The inside is much more vast, deep, and endless. From the ego self we expand into the soul essence, then the group soul essence, then the universal essence, nature essence, archetypal essence, divine essence and the essence of oneness. You go within and wind up nestled in the oneness where you can feel your self always connected to the whole like a single cell of the liver feeling itself as part of an entire human body. You look outside of yourself and you get a very short term limited experience whether it is one of pleasure and gain or loss and pain, whether it is one of abuse or love, justice or a crime against humanity. The outside short term experiences are the fodder but not the be all end all.

The experiences on the outside are supposed to wake you up to the inside of you to develop your inside experiences. Your true self and connection with all of life, however you call it. When you wake up to your soul and the divine inside you feel the true power coursing through you. It’s that feeling of aliveness. The same aliveness you feel from a song is the aliveness you can feel drumming up the courage to protest against racism, ask the one you love to be yours, start your own business, escape an abusive situation, or any circumstance large or small, awful or awesome.

To narrate pain and loss as fodder to awaken your true self and divine power within brings growth, healing, and expansion. That feeling of aliveness is the most natural feeling and key to the inner awakening journey. We have no guarantee in this life other than we will die and the soul will leave the body forever. The little losses lead to the big loss and loss is prevalent throughout life, yet all of the losses are of the physical form and not the essence.

The essence remains fixed, eternal and always transforming and shape shifting. The essence lives on.
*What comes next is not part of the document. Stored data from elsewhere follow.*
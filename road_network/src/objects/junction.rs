use std::collections::BTreeMap;
use std::fmt;

use serde::{Deserialize, Serialize};

use abstutil::{deserialize_btreemap, serialize_btreemap};
use geom::{Distance, Pt2D};

use crate::{RoadEnd, RoadID};

#[derive(Clone, Copy, Debug, Eq, Hash, PartialEq, PartialOrd, Ord, Serialize, Deserialize)]
pub struct JunctionID(pub usize);

impl fmt::Display for JunctionID {
    fn fmt(&self, f: &mut fmt::Formatter) -> fmt::Result {
        write!(f, "Junction #{}", self.0)
    }
}

/// Unique only within one junction.
#[derive(Clone, Copy, Debug, Eq, Hash, PartialEq, PartialOrd, Ord, Serialize, Deserialize)]
pub struct ConnectionID(pub usize);

impl fmt::Display for ConnectionID {
    fn fmt(&self, f: &mut fmt::Formatter) -> fmt::Result {
        write!(f, "Connection #{}", self.0)
    }
}

/// Traffic from one lane of the incoming road follows one lane of the connecting road into one
/// lane of the outgoing road.
#[derive(Clone, Copy, Debug, PartialEq, Eq, Serialize, Deserialize)]
pub struct LaneLink {
    pub from: i32,
    pub connecting: i32,
    pub to: i32,
    /// Set when the lanes on either side changed, and the link needs to be derived again.
    pub dirty: bool,
}

/// A way through a junction, from the end of one road into another.
#[derive(Clone, Debug, PartialEq, Serialize, Deserialize)]
pub struct Connection {
    pub id: ConnectionID,
    pub incoming: RoadEnd,
    pub outgoing: RoadEnd,
    /// Carries the geometry and lanes of this connection. Its predecessor is the incoming road
    /// end and its successor is the outgoing road end.
    pub connecting_road: RoadID,
    pub lane_links: Vec<LaneLink>,
}

impl Connection {
    pub fn touches(&self, r: RoadID) -> bool {
        self.incoming.road == r || self.outgoing.road == r || self.connecting_road == r
    }

    pub fn is_dirty(&self) -> bool {
        self.lane_links.iter().any(|link| link.dirty)
    }
}

impl fmt::Display for Connection {
    fn fmt(&self, f: &mut fmt::Formatter) -> fmt::Result {
        write!(
            f,
            "{} from {} to {} via {}",
            self.id, self.incoming, self.outgoing, self.connecting_road
        )
    }
}

#[derive(Clone, Debug, PartialEq, Serialize, Deserialize)]
pub struct Junction {
    pub id: JunctionID,
    #[serde(
        serialize_with = "serialize_btreemap",
        deserialize_with = "deserialize_btreemap"
    )]
    pub connections: BTreeMap<ConnectionID, Connection>,
    /// Created by intersection detection, rather than by hand. Auto junctions disappear when
    /// fewer than two road ends remain.
    pub auto: bool,
    /// Roughly the middle of the road ends
    pub center: Pt2D,
    /// Intersection hits within this distance of the center belong to this junction
    pub radius: Distance,
}

impl Junction {
    pub fn new(id: JunctionID, center: Pt2D, radius: Distance, auto: bool) -> Junction {
        Junction {
            id,
            connections: BTreeMap::new(),
            auto,
            center,
            radius,
        }
    }

    pub fn covers(&self, pt: Pt2D) -> bool {
        self.center.dist_to(pt) <= self.radius
    }

    /// The lowest free connection id.
    pub fn next_connection_id(&self) -> ConnectionID {
        let mut id = ConnectionID(0);
        while self.connections.contains_key(&id) {
            id = ConnectionID(id.0 + 1);
        }
        id
    }

    pub fn connecting_roads(&self) -> Vec<RoadID> {
        self.connections
            .values()
            .map(|c| c.connecting_road)
            .collect()
    }

    /// Every (incoming road end, from lane, outgoing road end, to lane) passing through.
    pub fn lane_link_pairs(&self) -> Vec<(RoadEnd, i32, RoadEnd, i32)> {
        let mut pairs = Vec::new();
        for conn in self.connections.values() {
            for link in &conn.lane_links {
                pairs.push((conn.incoming, link.from, conn.outgoing, link.to));
            }
        }
        pairs.sort();
        pairs
    }

    pub fn is_dirty(&self) -> bool {
        self.connections.values().any(|c| c.is_dirty())
    }

    pub fn mark_dirty(&mut self, r: RoadID) -> bool {
        let mut any = false;
        for conn in self.connections.values_mut() {
            if conn.incoming.road == r || conn.outgoing.road == r {
                for link in &mut conn.lane_links {
                    link.dirty = true;
                    any = true;
                }
            }
        }
        any
    }
}

impl fmt::Display for Junction {
    fn fmt(&self, f: &mut fmt::Formatter) -> fmt::Result {
        write!(
            f,
            "{} at {} with {} connections",
            self.id,
            self.center,
            self.connections.len()
        )
    }
}

#[cfg(test)]
mod tests {
    use super::*;
    use crate::ContactPoint;

    #[test]
    fn connection_ids_fill_gaps() {
        let mut j = Junction::new(JunctionID(3), Pt2D::zero(), Distance::meters(5.0), true);
        assert_eq!(j.next_connection_id(), ConnectionID(0));
        for id in [0, 1, 3] {
            j.connections.insert(
                ConnectionID(id),
                Connection {
                    id: ConnectionID(id),
                    incoming: RoadEnd::new(RoadID(0), ContactPoint::End),
                    outgoing: RoadEnd::new(RoadID(1), ContactPoint::Start),
                    connecting_road: RoadID(10 + id),
                    lane_links: vec![LaneLink {
                        from: -1,
                        connecting: -1,
                        to: -1,
                        dirty: false,
                    }],
                },
            );
        }
        assert_eq!(j.next_connection_id(), ConnectionID(2));
        assert!(!j.is_dirty());
        assert!(j.mark_dirty(RoadID(1)));
        assert!(j.is_dirty());
        assert!(!j.mark_dirty(RoadID(7)));
        assert!(j.covers(Pt2D::new(3.0, 4.0)));
        assert!(!j.covers(Pt2D::new(3.0, 4.1)));
    }
}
The essence evolves and expands and recycles and moves from one body to the next, one incarnation to the next, one experience to the next in an infinite procession of love. You may not feel this to be true and that’s alright, these are only words on a page. I feel the aliveness in this truth every day and this is why I am so spiritual. It is the feeling of aliveness for being a soul coursing through me each morning when I rise that makes me feel happy inside.

This is why you want to listen to the feeling of aliveness inside of you at all times concerning every important choice in your life. It is your internal compass that assures you are following your soul path and not putting your soul in the shadow while letting your ego run the show. When ego runs the show it will try to keep you safe from pain and loss and your life and sense of self will stagnate or be on repeat, go into depression or feel like an ennui.

The place to use reason and logic is more in the day to day tasks. Get on the mat whether you feel like it or not. Brush your teeth whether you feel like it or not. Regulate your nervous system whether you feel like it or not. Do your practices and do what you need to do whether you feel like it or not because these daily actions will support the feeling of aliveness and your soul direction in life. Pull out the weeds. Fertilize the soil. Water the vegetation. Don’t follow your feelings on tending to the garden. Follow the feeling of aliveness in choosing what you want your garden to be.